■ Records for the exercise:
[Start of section]

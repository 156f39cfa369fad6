//! The CSE (Control–Stash–Environment) machine.
//!
//! A small-step evaluator over three structures: the Control stack of
//! pending work (AST nodes and instructions), the Stash stack of produced
//! values, and the chain of lexical frames. One iteration of the main
//! loop processes exactly one control item; scheduling is single-threaded
//! and cooperative, with an optional step budget.

pub(crate) mod control;
pub(crate) mod environment;
pub(crate) mod operators;

use std::rc::Rc;

use self::{
    control::{BinOp, BranchTarget, ControlItem, Instruction},
    environment::{Closure, ClosureBody, ClosureId, Closures, EnvId, Environments},
};
use crate::{
    ast::{Block, BoolOperator, Expr, ExprRef, Identifier, Module, Stmt, StmtKind, local_declarations},
    builtins,
    errors::{Error, ErrorKind, EvalResult},
    io::IoHandler,
    modules::{ForeignFunctions, marshal_from_host, marshal_to_host},
    run::EvalOptions,
    token::CodeRange,
    value::Value,
};

/// Persistent interpreter state: the environment, closure, and foreign
/// function arenas, the active frame stack, and the step counter.
///
/// A context outlives individual chunks, which is how a REPL session
/// accumulates definitions.
#[derive(Debug)]
pub(crate) struct Context {
    pub envs: Environments,
    pub closures: Closures,
    pub foreigns: ForeignFunctions,
    /// Active frames; the top is the current lexical frame and the
    /// bottom is always the global frame.
    pub env_stack: Vec<EnvId>,
    pub global_env: EnvId,
    /// Machine steps executed so far (prelude chunks excluded).
    pub steps: u64,
}

impl Context {
    /// Creates a context whose global frame is seeded with the builtins
    /// and the `math_*` constants.
    pub fn new() -> Self {
        let mut envs = Environments::new();
        let global_env = envs.new_frame("<module>", None, None, None);
        for (name, value) in builtins::global_bindings() {
            envs.get_mut(global_env).bindings.insert(name.to_owned(), value);
        }
        Self {
            envs,
            closures: Closures::default(),
            foreigns: ForeignFunctions::default(),
            env_stack: vec![global_env],
            global_env,
            steps: 0,
        }
    }

    pub fn current_env(&self) -> EnvId {
        *self.env_stack.last().expect("environment stack is never empty")
    }

    /// Names visible in the global frame, for resolving later chunks.
    pub fn global_names(&self) -> Vec<String> {
        self.envs.get(self.global_env).bindings.keys().cloned().collect()
    }

    /// Drops any frames left active by an aborted chunk.
    pub fn unwind_to_global(&mut self) {
        self.env_stack.truncate(1);
    }
}
//! Lexical environments and closures, stored in index arenas.
//!
//! Frames live in a central [`Environments`] arena and refer to their
//! parents by [`EnvId`] rather than by pointer, which keeps the scope
//! chain acyclic by construction and lets closures outlive the chunk
//! that created them. The parent/children links double as a frame tree
//! for debugging.

use ahash::{AHashMap, AHashSet};

use crate::{
    ast::{Block, ExprRef},
    token::CodeRange,
    value::Value,
};

/// Index of a frame in the [`Environments`] arena.
#[derive(Debug, Clone, Copy, PartialEq, Eq, Hash)]
pub(crate) struct EnvId(u32);

impl EnvId {
    fn index(self) -> usize {
        self.0 as usize
    }
}

/// Index of a closure in the [`Closures`] arena.
#[derive(Debug, Clone, Copy, PartialEq, Eq, Hash)]
pub(crate) struct ClosureId(u32);

impl ClosureId {
    fn index(self) -> usize {
        self.0 as usize
    }
}

/// One lexical frame.
#[derive(Debug)]
pub(crate) struct Frame {
    /// Display name: the function's name, `<lambda>`, or `<module>`.
    pub name: String,
    pub bindings: AHashMap<String, Value>,
    /// The enclosing frame; `None` only for the global frame.
    pub tail: Option<EnvId>,
    /// Child frames, kept for the debugging tree.
    pub children: Vec<EnvId>,
    /// The closure whose call created this frame, if any.
    pub closure: Option<ClosureId>,
    /// The call expression that created this frame, if any.
    pub call_range: Option<CodeRange>,
    /// Names this frame has declared `global`.
    pub globals: AHashSet<String>,
    /// Names this frame has declared `nonlocal`.
    pub nonlocals: AHashSet<String>,
}

/// Arena of every frame created during a context's lifetime.
///
/// Frames are never freed: the teaching subset has no garbage collector,
/// and closures may keep any frame reachable indefinitely.
#[derive(Debug, Default)]
pub(crate) struct Environments {
    frames: Vec<Frame>,
}

impl Environments {
    pub fn new() -> Self {
        Self::default()
    }

    /// Allocates a new frame, linking it into the tree under its tail.
    pub fn new_frame(
        &mut self,
        name: impl Into<String>,
        tail: Option<EnvId>,
        closure: Option<ClosureId>,
        call_range: Option<CodeRange>,
    ) -> EnvId {
        let id = EnvId(u32::try_from(self.frames.len()).expect("frame arena overflow"));
        self.frames.push(Frame {
            name: name.into(),
            bindings: AHashMap::new(),
            tail,
            children: Vec::new(),
            closure,
            call_range,
            globals: AHashSet::new(),
            nonlocals: AHashSet::new(),
        });
        if let Some(parent) = tail {
            self.frames[parent.index()].children.push(id);
        }
        id
    }

    pub fn get(&self, id: EnvId) -> &Frame {
        &self.frames[id.index()]
    }

    pub fn get_mut(&mut self, id: EnvId) -> &mut Frame {
        &mut self.frames[id.index()]
    }

    /// Walks the tail chain from `start`, returning the first frame that
    /// binds `name`.
    pub fn lookup(&self, start: EnvId, name: &str) -> Option<&Value> {
        let mut current = Some(start);
        while let Some(id) = current {
            let frame = self.get(id);
            if let Some(value) = frame.bindings.get(name) {
                return Some(value);
            }
            current = frame.tail;
        }
        None
    }

    /// Rebinds `name` in the nearest ancestor frame (excluding `start`)
    /// that already binds it. Used for `nonlocal` assignment.
    ///
    /// Returns false when no ancestor binds the name.
    pub fn rebind_in_ancestor(&mut self, start: EnvId, name: &str, value: Value) -> bool {
        let mut current = self.get(start).tail;
        while let Some(id) = current {
            let frame = self.get_mut(id);
            if let Some(slot) = frame.bindings.get_mut(name) {
                *slot = value;
                return true;
            }
            current = self.get(id).tail;
        }
        false
    }
}

/// The body of a closure: a statement block for `def`, a single
/// expression for `lambda`.
#[derive(Debug, Clone)]
pub(crate) enum ClosureBody {
    Block(Block),
    Expr(ExprRef),
}

/// A function value: parameters, body, and the frame it closed over.
#[derive(Debug)]
pub(crate) struct Closure {
    pub name: String,
    pub params: Vec<String>,
    pub body: ClosureBody,
    /// The frame in which the closure was defined.
    pub env: EnvId,
    /// Names the body assigns somewhere, precomputed at creation time.
    /// Drives the `UnboundLocalError` / `NameError` distinction.
    pub local_variables: AHashSet<String>,
}

/// Arena of every closure created during a context's lifetime.
#[derive(Debug, Default)]
pub(crate) struct Closures {
    items: Vec<Closure>,
}

impl Closures {
    pub fn alloc(&mut self, closure: Closure) -> ClosureId {
        let id = ClosureId(u32::try_from(self.items.len()).expect("closure arena overflow"));
        self.items.push(closure);
        id
    }

    pub fn get(&self, id: ClosureId) -> &Closure {
        &self.items[id.index()]
    }
}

[End of section]

Your response should be the lines of the entries above that include the string "debugging".

//! for debugging.
    /// Child frames, kept for the debugging tree.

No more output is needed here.